Kenny’s thoughtful, finely crafted work is an eloquent reminder that the breadth of a world matters less than the depth of a...

A father’s death leaves a daughter seeking answers and a return to normal life in this impressive debut novel.

It’s mid-July 1943, amid a drought in Boaz, Wisconsin, when 15-year-old Cielle Jacobson finds her father hanging from a beam in their barn. Her mother and a neighbor cover up the suicide as an accident, adding to the questions shadowing Cielle, whose closeness to her father is revealed in brief, tender flashbacks. As the narrative moves through several weeks and vignettes, Kenny (Love Is No Small Thing: Stories, 2017) anchors her third-person narrative to Cielle’s point of view.
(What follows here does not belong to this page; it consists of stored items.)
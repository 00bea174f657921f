//! crates/blocks/src/block.rs
//!
//! Individual block descriptor.

use std::ops::Range;

use crate::digest::BlockDigest;

/// Describes a single block within a [`FileVersion`](crate::FileVersion).
#[derive(Clone, Copy, Debug, PartialEq, Eq, Hash)]
#[cfg_attr(feature = "serde", derive(serde::Serialize, serde::Deserialize))]
pub struct Block {
    index: usize,
    offset: u64,
    size: u32,
    digest: BlockDigest,
}

impl Block {
    /// Creates a new block descriptor.
    #[must_use]
    pub const fn new(index: usize, offset: u64, size: u32, digest: BlockDigest) -> Self {
        Self {
            index,
            offset,
            size,
            digest,
        }
    }

    /// Returns the zero-based position of the block within its file.
    #[inline]
    #[must_use]
    pub const fn index(&self) -> usize {
        self.index
    }

    /// Returns the byte offset of the block within its file.
    #[inline]
    #[must_use]
    pub const fn offset(&self) -> u64 {
        self.offset
    }

    /// Returns the number of bytes covered by the block.
    #[inline]
    #[must_use]
    pub const fn size(&self) -> u32 {
        self.size
    }

    /// Returns the content digest.
    #[inline]
    #[must_use]
    pub const fn digest(&self) -> BlockDigest {
        self.digest
    }

    /// Returns the byte range covered by the block.
    #[inline]
    #[must_use]
    pub const fn range(&self) -> Range<u64> {
        self.offset..self.offset + self.size as u64
    }
}

#[cfg(test)]
mod tests {
    use super::*;

    #[test]
    fn range_spans_size_bytes() {
        let block = Block::new(3, 384, 100, BlockDigest::of(b"x"));
        assert_eq!(block.index(), 3);
        assert_eq!(block.range(), 384..484);
    }
}
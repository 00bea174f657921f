//! Cooperative cancellation of in-flight updates.

use std::sync::Arc;
use std::sync::atomic::{AtomicBool, Ordering};

use crate::error::PlanningAbortCause;

/// Shared flag raised when the owning folder or job is stopped.
///
/// Planning checks it before every block-index query. Once staging has begun
/// the flag is ignored so the patch reaches commit or a replayable abort.
#[derive(Clone, Debug, Default)]
pub struct CancelToken {
    cancelled: Arc<AtomicBool>,
}

impl CancelToken {
    /// Creates a token that has not been cancelled.
    #[must_use]
    pub fn new() -> Self {
        Self::default()
    }

    /// Requests cancellation.
    pub fn cancel(&self) {
        self.cancelled.store(true, Ordering::Release);
    }

    /// Reports whether cancellation was requested.
    #[must_use]
    pub fn is_cancelled(&self) -> bool {
        self.cancelled.load(Ordering::Acquire)
    }

    pub(crate) fn check(&self) -> Result<(), PlanningAbortCause> {
        if self.is_cancelled() {
            Err(PlanningAbortCause::Cancelled)
        } else {
            Ok(())
        }
    }
}

#[cfg(test)]
mod tests {
    use super::*;

    #[test]
    fn clones_share_the_flag() {
        let token = CancelToken::new();
        let clone = token.clone();
        assert!(token.check().is_ok());
        clone.cancel();
        assert!(token.is_cancelled());
        assert!(matches!(token.check(), Err(PlanningAbortCause::Cancelled)));
    }
}
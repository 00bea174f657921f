mod common;

use std::sync::Arc;
use std::time::Duration;

use blocks::FileVersion;
use common::{BLOCK, config, folders, job, request, version};
use inplace::{
    CancelToken, Dependencies, ErrorCategory, FileKey, FolderId, IneligibleReason, InPlaceError,
    LocalFetcher, LockSet, LockTable, MemoryBlockIndex, Pipeline, PullState, UpdateJob,
    UpdateOutcome, UpdateRequest,
};
use proptest::prelude::*;
use test_support::{FolderTree, blocks_of};

fn block() -> usize {
    BLOCK as usize
}

#[test]
fn reordered_blocks_commit_with_one_scratch_read() {
    let tree = FolderTree::new().expect("tree");
    let current = blocks_of(&[1, 2, 3, 4], block());
    let target = blocks_of(&[1, 3, 2, 4, 5], block());
    tree.write("doc", &current).expect("write");
    let job = job(
        Arc::new(folders(&tree)),
        MemoryBlockIndex::new(),
        LocalFetcher::from_bytes(&target, BLOCK),
    );

    let report = job.run(&request(&FileKey::new("f", "doc"), &current, &target));
    let UpdateOutcome::Committed(stats) = report.outcome else {
        panic!("unexpected outcome {:?}", report.outcome);
    };
    assert_eq!(stats.identity, 2);
    assert_eq!(stats.local, 2);
    assert_eq!(stats.from_scratch, 1);
    assert_eq!(stats.pulled, 1);
    assert_eq!(stats.staged_bytes, 2 * BLOCK as u64);
    assert_eq!(tree.read("doc").expect("read"), target);
}

#[test]
fn blocks_of_other_files_are_copied_not_pulled() {
    let tree = FolderTree::new().expect("tree");
    let current = blocks_of(&[1, 2, 3], block());
    let other = blocks_of(&[7, 8], block());
    let target = blocks_of(&[1, 8, 3, 7], block());
    tree.write("doc", &current).expect("write");
    tree.write("other", &other).expect("write");

    let mut index = MemoryBlockIndex::new();
    index.insert_file(FileKey::new("f", "other"), &version(&other));
    let job = job(Arc::new(folders(&tree)), index, LocalFetcher::new());

    let report = job.run(&request(&FileKey::new("f", "doc"), &current, &target));
    let UpdateOutcome::Committed(stats) = report.outcome else {
        panic!("unexpected outcome {:?}", report.outcome);
    };
    assert_eq!(stats.external, 2);
    assert_eq!(stats.pulled, 0);
    assert_eq!(tree.read("doc").expect("read"), target);
    assert_eq!(tree.read("other").expect("read"), other);
}

#[test]
fn sources_indexed_at_another_block_size_are_read_at_their_offset() {
    let tree = FolderTree::new().expect("tree");
    let head = blocks_of(&[1], block());
    let current = [head.as_slice(), b"bb"].concat();
    let target = [head.as_slice(), b"XY"].concat();
    tree.write("doc", &current).expect("write");
    tree.write("other", b"ZZXY").expect("write");

    let mut index = MemoryBlockIndex::new();
    let other = FileVersion::from_bytes(b"ZZXY", 2).expect("hash");
    index.insert_file(FileKey::new("f", "other"), &other);
    let job = job(Arc::new(folders(&tree)), index, LocalFetcher::new());

    let report = job.run(&request(&FileKey::new("f", "doc"), &current, &target));
    let UpdateOutcome::Committed(stats) = report.outcome else {
        panic!("unexpected outcome {:?}", report.outcome);
    };
    assert_eq!(stats.external, 1);
    assert_eq!(stats.pulled, 0);
    assert_eq!(tree.read("doc").expect("read"), target);
}

#[test]
fn changed_external_sources_are_pulled_instead() {
    let tree = FolderTree::new().expect("tree");
    let current = blocks_of(&[1, 2, 3], block());
    let other = blocks_of(&[7, 8], block());
    let target = blocks_of(&[1, 8, 3, 7], block());
    tree.write("doc", &current).expect("write");
    tree.write("other", &other).expect("write");

    let mut index = MemoryBlockIndex::new();
    index.insert_file(FileKey::new("f", "other"), &version(&other));
    tree.write("other", &blocks_of(&[7, 9], block())).expect("rewrite");
    let job = job(
        Arc::new(folders(&tree)),
        index,
        LocalFetcher::from_bytes(&target, BLOCK),
    );

    let report = job.run(&request(&FileKey::new("f", "doc"), &current, &target));
    let UpdateOutcome::Committed(stats) = report.outcome else {
        panic!("unexpected outcome {:?}", report.outcome);
    };
    assert_eq!(stats.external, 1);
    assert_eq!(stats.pulled, 1);
    assert_eq!(tree.read("doc").expect("read"), target);
}

#[test]
fn unavailable_pulls_fall_back_without_touching_the_file() {
    let tree = FolderTree::new().expect("tree");
    let current = blocks_of(&[1, 2, 3, 4], block());
    let target = blocks_of(&[1, 2, 3, 9], block());
    tree.write("doc", &current).expect("write");
    let job = job(Arc::new(folders(&tree)), MemoryBlockIndex::new(), LocalFetcher::new());

    let report = job.run(&request(&FileKey::new("f", "doc"), &current, &target));
    let UpdateOutcome::Aborted(error) = report.outcome else {
        panic!("unexpected outcome {:?}", report.outcome);
    };
    assert_eq!(error.category(), ErrorCategory::Fallback);
    assert!(matches!(error, InPlaceError::PullUnresolved { ref blocks } if blocks == &[3]));
    assert_eq!(tree.read("doc").expect("read"), current);
}

#[test]
fn missing_current_file_is_routed_to_full_rewrite() {
    let tree = FolderTree::new().expect("tree");
    let job = job(Arc::new(folders(&tree)), MemoryBlockIndex::new(), LocalFetcher::new());
    let state = PullState::new(FileKey::new("f", "new"), None, version(&blocks_of(&[1], block())));
    let report = job.run(&UpdateRequest::new(Arc::new(state), CancelToken::new()));
    assert!(matches!(
        report.outcome,
        UpdateOutcome::NotEligible(IneligibleReason::NoCurrentFile)
    ));
}

#[test]
fn held_destination_lock_times_out() {
    let tree = FolderTree::new().expect("tree");
    let current = blocks_of(&[1, 2], block());
    let target = blocks_of(&[2, 1], block());
    tree.write("doc", &current).expect("write");
    let locks = LockTable::new();
    let job = UpdateJob::new(
        config().with_lock_timeout(Duration::from_millis(30)),
        Dependencies {
            index: Arc::new(MemoryBlockIndex::new()),
            fetcher: Arc::new(LocalFetcher::new()),
            opener: Arc::new(folders(&tree)),
            locks: Arc::clone(&locks),
            candidates: vec![FolderId::new("f")],
        },
    );

    let mut set = LockSet::new();
    set.shared(FileKey::new("f", "doc"));
    let reader = locks.acquire(&set, Duration::from_secs(1)).expect("reader");

    let report = job.run(&request(&FileKey::new("f", "doc"), &current, &target));
    let UpdateOutcome::Aborted(error) = report.outcome else {
        panic!("unexpected outcome {:?}", report.outcome);
    };
    assert!(matches!(error, InPlaceError::LockTimeout { .. }));
    assert_eq!(error.category(), ErrorCategory::Retry);
    assert_eq!(tree.read("doc").expect("read"), current);

    drop(reader);
    let report = job.run(&request(&FileKey::new("f", "doc"), &current, &target));
    assert!(report.outcome.is_committed());
    assert_eq!(tree.read("doc").expect("read"), target);
}

#[test]
fn files_copying_from_each_other_never_deadlock() {
    let tree = FolderTree::new().expect("tree");
    let a = blocks_of(&[1, 2, 3], block());
    let b = blocks_of(&[4, 5, 6], block());
    let a_target = blocks_of(&[1, 2, 5], block());
    let b_target = blocks_of(&[4, 5, 2], block());
    tree.write("a", &a).expect("write");
    tree.write("b", &b).expect("write");

    let mut index = MemoryBlockIndex::new();
    index.insert_file(FileKey::new("f", "a"), &version(&a));
    index.insert_file(FileKey::new("f", "b"), &version(&b));
    let pipeline = Pipeline::spawn(
        config().with_workers(2),
        Dependencies {
            index: Arc::new(index),
            fetcher: Arc::new(LocalFetcher::new()),
            opener: Arc::new(folders(&tree)),
            locks: LockTable::new(),
            candidates: vec![FolderId::new("f")],
        },
    )
    .expect("spawn");

    pipeline
        .submit(request(&FileKey::new("f", "a"), &a, &a_target))
        .expect("submit a");
    pipeline
        .submit(request(&FileKey::new("f", "b"), &b, &b_target))
        .expect("submit b");
    let reports = pipeline.shutdown();
    assert_eq!(reports.len(), 2);

    // Block 2 of `a` and block 1 of `b` are untouched by either patch, so
    // both updates find valid sources regardless of which commits first.
    for report in &reports {
        assert!(report.outcome.is_committed(), "{:?}", report.outcome);
    }
    assert_eq!(tree.read("a").expect("read"), a_target);
    assert_eq!(tree.read("b").expect("read"), b_target);
}

#[test]
fn cancelled_folder_leaves_files_alone() {
    let tree = FolderTree::new().expect("tree");
    let current = blocks_of(&[1, 2], block());
    tree.write("doc", &current).expect("write");
    let job = job(Arc::new(folders(&tree)), MemoryBlockIndex::new(), LocalFetcher::new());
    let request = request(&FileKey::new("f", "doc"), &current, &blocks_of(&[2, 1], block()));
    request.cancel.cancel();
    let report = job.run(&request);
    assert!(matches!(report.outcome, UpdateOutcome::Aborted(InPlaceError::PlanningAborted(_))));
    assert_eq!(tree.read("doc").expect("read"), current);
}

proptest! {
    #![proptest_config(ProptestConfig::with_cases(48))]

    #[test]
    fn admitted_updates_always_produce_the_target(
        current in prop::collection::vec(0u8..6, 1..10),
        target in prop::collection::vec(0u8..8, 1..10),
        tail in 0usize..8,
    ) {
        let tree = FolderTree::new().expect("tree");
        let current = blocks_of(&current, block());
        let mut target = blocks_of(&target, block());
        target.truncate(target.len() - tail);
        tree.write("doc", &current).expect("write");
        let job = job(
            Arc::new(folders(&tree)),
            MemoryBlockIndex::new(),
            LocalFetcher::from_bytes(&target, BLOCK),
        );

        let report = job.run(&request(&FileKey::new("f", "doc"), &current, &target));
        let on_disk = tree.read("doc").expect("read");
        match report.outcome {
            UpdateOutcome::Committed(_) => prop_assert_eq!(on_disk, target),
            UpdateOutcome::NotEligible(_) => prop_assert_eq!(on_disk, current),
            UpdateOutcome::Aborted(error) => prop_assert!(false, "aborted: {}", error),
        }
        prop_assert!(tree.list(".inplace").expect("list").is_empty());
    }
}
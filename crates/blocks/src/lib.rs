#![deny(unsafe_code)]

//! Fixed-size, content-hashed block lists.
//!
//! A file is compared against another version of itself as an ordered list of
//! [`Block`]s. Every block except the last covers exactly `block_size` bytes
//! and is identified by the SHA-256 [`BlockDigest`] of its contents. Two
//! [`FileVersion`]s with the same digests in the same order describe the same
//! bytes.
//!
//! # See also
//!
//! - `inplace` crate for the planner and apply engine that consume these lists

mod block;
mod digest;
mod version;

pub use block::Block;
pub use digest::{BlockDigest, DIGEST_LEN, ParseDigestError};
pub use version::{BlockError, DEFAULT_BLOCK_SIZE, FileVersion};
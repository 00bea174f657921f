//! Worker pool that drives updates from admission to commit.
//!
//! Requests enter a bounded queue; each worker takes one, runs it end to end
//! and publishes an [`UpdateReport`]. Workers share the lock table, so
//! updates that touch disjoint files run concurrently while updates that
//! share a file serialize on its lock.
//!
//! ```text
//! submit ──▶ [bounded queue] ──▶ worker 0 ─┐
//!                            └─▶ worker 1 ─┴──▶ reports
//! ```

use std::io;
use std::sync::Arc;
use std::thread::{self, JoinHandle};

use crossbeam_channel::{Receiver, Sender, TrySendError};

use crate::admission;
use crate::apply::{ApplyPhase, ApplyStats, apply_plan, stale_external_copies};
use crate::cancel::CancelToken;
use crate::config::InPlaceConfig;
use crate::error::{IneligibleReason, InPlaceError, PlanningAbortCause};
use crate::fetch::{BlockFetcher, fetch_all};
use crate::index::BlockIndex;
use crate::key::{FileKey, FolderId};
use crate::lock::LockTable;
use crate::plan::Planner;
use crate::state::PullState;
use crate::storage::FileOpener;
use crate::trace;

/// One file to update.
#[derive(Debug, Clone)]
pub struct UpdateRequest {
    /// Current and target versions of the file.
    pub state: Arc<PullState>,
    /// Cancellation shared with the owning folder.
    pub cancel: CancelToken,
}

impl UpdateRequest {
    /// Creates a request for `state`.
    #[must_use]
    pub fn new(state: Arc<PullState>, cancel: CancelToken) -> Self {
        Self { state, cancel }
    }
}

/// Result of one update.
#[derive(Debug)]
pub enum UpdateOutcome {
    /// The destination now holds the target.
    Committed(ApplyStats),
    /// The file must be rewritten in full instead.
    NotEligible(IneligibleReason),
    /// The update stopped; see [`InPlaceError::category`] for what to do.
    Aborted(InPlaceError),
}

impl UpdateOutcome {
    /// Short name of the outcome.
    #[must_use]
    pub const fn label(&self) -> &'static str {
        match self {
            Self::Committed(_) => "committed",
            Self::NotEligible(_) => "not-eligible",
            Self::Aborted(_) => "aborted",
        }
    }

    /// Reports whether the update committed.
    #[must_use]
    pub const fn is_committed(&self) -> bool {
        matches!(self, Self::Committed(_))
    }
}

/// Outcome of one request, tagged with its file.
#[derive(Debug)]
pub struct UpdateReport {
    /// File the request was for.
    pub key: FileKey,
    /// What happened.
    pub outcome: UpdateOutcome,
}

/// Collaborators every update needs.
#[derive(Clone)]
pub struct Dependencies {
    /// Index of blocks held by other local files.
    pub index: Arc<dyn BlockIndex>,
    /// Source of blocks held by peers.
    pub fetcher: Arc<dyn BlockFetcher>,
    /// File access.
    pub opener: Arc<dyn FileOpener>,
    /// Lock table shared by all workers.
    pub locks: Arc<LockTable>,
    /// Folders the planner may take external copies from.
    pub candidates: Vec<FolderId>,
}

/// Runs single updates synchronously.
#[derive(Clone)]
pub struct UpdateJob {
    config: InPlaceConfig,
    deps: Dependencies,
}

impl UpdateJob {
    /// Creates a job runner.
    #[must_use]
    pub fn new(config: InPlaceConfig, deps: Dependencies) -> Self {
        Self { config, deps }
    }

    /// Runs `request` to completion on the calling thread.
    pub fn run(&self, request: &UpdateRequest) -> UpdateReport {
        let key = request.state.key().clone();
        let outcome = match self.execute(request) {
            Ok(stats) => UpdateOutcome::Committed(stats),
            Err(InPlaceError::NotEligible(reason)) => UpdateOutcome::NotEligible(reason),
            Err(error) => UpdateOutcome::Aborted(error),
        };
        let report = UpdateReport { key, outcome };
        trace::report(&report);
        report
    }

    fn execute(&self, request: &UpdateRequest) -> Result<ApplyStats, InPlaceError> {
        let state = &request.state;
        let cancel = &request.cancel;
        cancel.check()?;

        state.count_local_matches();
        admission::evaluate(state)?;

        let mut plan = Planner::new(self.deps.index.as_ref(), &self.deps.candidates, cancel)
            .with_max_scratch_bytes(self.config.max_scratch_bytes)
            .plan(state)?;
        trace::phase(plan.key(), ApplyPhase::Planned);
        let guard = self
            .deps
            .locks
            .acquire(&plan.lock_set(), self.config.lock_timeout)?;

        // Sources may have changed since they were indexed.
        let stale = stale_external_copies(&plan, self.deps.opener.as_ref());
        if !stale.is_empty() {
            trace::external_demoted(plan.key(), &stale);
            plan.demote_to_pulls(&stale);
        }
        let pulled = fetch_all(self.deps.fetcher.as_ref(), &plan, self.config.pull_timeout)?;
        if cancel.is_cancelled() {
            return Err(PlanningAbortCause::Cancelled.into());
        }

        let stats = apply_plan(&plan, &guard, &pulled, self.deps.opener.as_ref(), &self.config)?;
        drop(guard);
        state.set_current(Some(plan.target().clone()));
        Ok(stats)
    }
}

/// Bounded queue of update requests served by a fixed set of workers.
pub struct Pipeline {
    requests: Option<Sender<UpdateRequest>>,
    reports: Receiver<UpdateReport>,
    workers: Vec<JoinHandle<()>>,
}

impl Pipeline {
    /// Starts `config.workers` worker threads.
    pub fn spawn(config: InPlaceConfig, deps: Dependencies) -> io::Result<Self> {
        let (request_tx, request_rx) =
            crossbeam_channel::bounded::<UpdateRequest>(config.queue_capacity.max(1));
        let (report_tx, report_rx) = crossbeam_channel::unbounded();
        let job = UpdateJob::new(config.clone(), deps);

        let mut workers = Vec::with_capacity(config.workers.max(1));
        for worker in 0..config.workers.max(1) {
            let requests = request_rx.clone();
            let reports = report_tx.clone();
            let job = job.clone();
            let handle = thread::Builder::new()
                .name(format!("inplace-worker-{worker}"))
                .spawn(move || {
                    trace::worker_started(worker);
                    for request in requests {
                        // Reports are dropped once the pipeline owner is gone.
                        let _ = reports.send(job.run(&request));
                    }
                })?;
            workers.push(handle);
        }

        Ok(Self {
            requests: Some(request_tx),
            reports: report_rx,
            workers,
        })
    }

    /// Queues `request`, blocking while the queue is full.
    ///
    /// Returns the request when the pipeline no longer accepts work.
    pub fn submit(&self, request: UpdateRequest) -> Result<(), UpdateRequest> {
        match &self.requests {
            Some(sender) => sender.send(request).map_err(|error| error.into_inner()),
            None => Err(request),
        }
    }

    /// Queues `request` if there is room.
    pub fn try_submit(&self, request: UpdateRequest) -> Result<(), UpdateRequest> {
        match &self.requests {
            Some(sender) => sender.try_send(request).map_err(|error| match error {
                TrySendError::Full(request) | TrySendError::Disconnected(request) => request,
            }),
            None => Err(request),
        }
    }

    /// Returns the stream of finished updates.
    #[must_use]
    pub const fn reports(&self) -> &Receiver<UpdateReport> {
        &self.reports
    }

    /// Stops accepting requests, waits for queued work to finish and returns
    /// every report not yet received.
    pub fn shutdown(mut self) -> Vec<UpdateReport> {
        self.close();
        self.reports.try_iter().collect()
    }

    fn close(&mut self) {
        self.requests.take();
        for handle in self.workers.drain(..) {
            // A panicking worker has already lost its request; the rest of
            // the queue is served by the others.
            let _ = handle.join();
        }
    }
}

impl Drop for Pipeline {
    fn drop(&mut self) {
        self.close();
    }
}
She is a gifted violinist, a loving sister, and a thoughtful teen who ponders her place in a small town and in the universe and feels her childhood “leaving little by little every day.” The author offers little drama: a tornado that razes the barn; a horse-riding accident; a suicide note left unread for many pages; a subplot involving a wily Cielle and the suicide’s effect on the legal disposition of the Jacobsons’ land. Even the war is mostly an aside—Mrs. Jacobson alludes to “rationed butter and sugar”—until Cielle’s sister learns that her boyfriend has joined up and a neighbor’s injured son comes home in a wheelchair. But from the life-altering suicide to her first kiss, everything bears some significance for Cielle’s progress toward adulthood. She calls to mind Frankie of Carson McCullers’ The Member of the Wedding, who begins to think about the world during “a long queer season” one spring. And like Bunny in the double-edged opening of William Maxwell’s They Came Like Swallows, Cielle doesn’t “waken all at once.” Still, she begins to blossom despite the drought.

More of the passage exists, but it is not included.